34.1(G). The case is therefore submitted without oral argument. This order and
judgment is not binding precedent, except under the doctrines of law of the case,
res judicata, or collateral estoppel. The court generally disfavors the citation of
orders and judgments; nevertheless, an order and judgment may be cited under the
terms and conditions of 10th Cir. R. 36.3.
the action for failure to exhaust administrative remedies. This court concluded on
appeal that Mr. Edmond had exhausted his remedies prior to the entry of the
district court’s judgment, vacated the dismissal and remanded for further
proceedings. See Michael Sean Edmond v. Athlete’s Foot Group, No. 96-1536,
1997 WL 699053 (10th Cir. Nov. 10, 1997). On remand, the district court granted
defendant’s motion for summary judgment. Mr. Edmond’s motion for
reconsideration was denied, and he again appeals.
We turn first to the scope of our review. The district court’s grant of
summary judgment was filed May 3, 1999. Mr. Edmond filed his motion for
reconsideration on May 23, 2000, almost one year later. The district court denied
the motion on May 31, 2000, and Mr. Edmond filed a notice of appeal on June 20,
2000. The Federal Rules of Civil Procedure do not recognize a “motion for
reconsideration.” See Van Skiver v. United States, 952 F.2d 1241, 1243 (10th Cir.

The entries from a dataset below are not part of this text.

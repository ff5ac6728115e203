//! Shared field constraint checks

use crate::error::{Result, TuneError};

/// Trim a required text field and check its length in characters
pub(crate) fn required_text(
    value: Option<String>,
    missing: &str,
    entity: &str,
    field: &str,
    (min, max): (usize, usize),
) -> Result<String> {
    let value = value
        .map(|v| v.trim().to_string())
        .filter(|v| !v.is_empty())
        .ok_or_else(|| TuneError::validation(missing))?;
    check_length(&value, entity, field, min, max)?;
    Ok(value)
}

/// Trim an optional text field; empty strings count as absent
pub(crate) fn optional_text(
    value: Option<String>,
    entity: &str,
    field: &str,
    (min, max): (usize, usize),
) -> Result<Option<String>> {
    match value.map(|v| v.trim().to_string()).filter(|v| !v.is_empty()) {
        Some(v) => {
            check_length(&v, entity, field, min, max)?;
            Ok(Some(v))
        }
        None => Ok(None),
    }
}

fn check_length(value: &str, entity: &str, field: &str, min: usize, max: usize) -> Result<()> {
    let len = value.chars().count();
    if len < min {
        return Err(TuneError::validation(format!(
            "{entity} {field} must be at least {min} characters long."
        )));
    }
    if len > max {
        return Err(TuneError::validation(format!(
            "{entity} {field} cannot exceed {max} characters."
        )));
    }
    Ok(())
}

/// Ratings are 0..=5 and default to 0
pub(crate) fn rating(value: Option<f64>) -> Result<f64> {
    let value = value.unwrap_or(0.0);
    if !value.is_finite() || value < 0.0 {
        return Err(TuneError::validation("Rating must be at least 0."));
    }
    if value > 5.0 {
        return Err(TuneError::validation("Rating cannot exceed 5."));
    }
    Ok(value)
}

/// Pick a value from a fixed list, falling back to `default` when absent
pub(crate) fn one_of(
    value: Option<String>,
    allowed: &[&str],
    default: &str,
    field: &str,
) -> Result<String> {
    let Some(value) = value.map(|v| v.trim().to_string()).filter(|v| !v.is_empty()) else {
        return Ok(default.to_string());
    };
    if allowed.contains(&value.as_str()) {
        Ok(value)
    } else {
        Err(TuneError::validation(format!(
            "{field} must be one of: {}",
            allowed.join(",")
        )))
    }
}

1992). When, as here, a motion styled as a motion to reconsider is filed more
than ten days after entry of the judgment, it is deemed one brought pursuant to
Rule 60(b). Id. A motion under Rule 60(b), however, does not toll the time for
filing a notice of appeal from the underlying judgment. 1 See Hatfield v. Bd. of
1
Although Mr. Edmond cited Rule 60(b) in both his motion to reconsider
and his notice of appeal, in his notice of appeal he appeals both the denial of his
motion to reconsider and the order granting defendant’s motion for summary
judgment.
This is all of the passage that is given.